Collected data entries
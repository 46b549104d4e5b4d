//! Error types for palette extraction and palette editing.

use thiserror::Error;

/// Result alias used throughout the crate.
pub type Result<T> = std::result::Result<T, PaletteError>;

#[derive(Error, Debug)]
pub enum PaletteError {
    /// The pixel buffer or sample set is too small to cluster.
    #[error("not enough pixel data to extract colors")]
    InsufficientData,

    /// A color string could not be parsed as hex, `rgb(...)` or `hsl(...)`.
    #[error("invalid color format: {input:?}")]
    InvalidColorFormat { input: String },

    #[error("unknown export format {name:?} (expected hex, rgb or hsl)")]
    UnknownFormat { name: String },

    #[error("palette entry {index} does not exist (palette has {len} entries)")]
    EntryOutOfRange { index: usize, len: usize },

    /// Raw RGBA data whose length does not match the stated dimensions.
    #[error("pixel buffer of {len} bytes does not match {width}x{height} RGBA")]
    InvalidDimensions { width: u32, height: u32, len: usize },

    #[error("unable to decode image: {0}")]
    ImageDecode(#[from] image::ImageError),

    #[error("invalid configuration: {reason}")]
    InvalidConfig { reason: String },
}

impl PaletteError {
    pub(crate) fn invalid_color(input: impl Into<String>) -> Self {
        PaletteError::InvalidColorFormat {
            input: input.into(),
        }
    }
}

Work to be completed
Every entry should be retyped exactly as it appears.

Result of the exercise
repository 46b549104d4e5b4d
//! Error types for palette extraction and palette editing.

use thiserror::Error;

/// Result alias used throughout the crate.
pub type Result<T> = std::result::Result<T, PaletteError>;

#[derive(Error, Debug)]
pub enum PaletteError {
    /// The pixel buffer or sample set is too small to cluster.
    #[error("not enough pixel data to extract colors")]
    InsufficientData,

    /// A color string could not be parsed as hex, `rgb(...)` or `hsl(...)`.
    #[error("invalid color format: {input:?}")]
    InvalidColorFormat { input: String },

    #[error("unknown export format {name:?} (expected hex, rgb or hsl)")]
    UnknownFormat { name: String },

    #[error("palette entry {index} does not exist (palette has {len} entries)")]
    EntryOutOfRange { index: usize, len: usize },

    /// Raw RGBA data whose length does not match the stated dimensions.
    #[error("pixel buffer of {len} bytes does not match {width}x{height} RGBA")]
    InvalidDimensions { width: u32, height: u32, len: usize },

    #[error("unable to decode image: {0}")]
    ImageDecode(#[from] image::ImageError),

    #[error("invalid configuration: {reason}")]
    InvalidConfig { reason: String },
}

impl PaletteError {
    pub(crate) fn invalid_color(input: impl Into<String>) -> Self {
        PaletteError::InvalidColorFormat {
            input: input.into(),
        }
    }
}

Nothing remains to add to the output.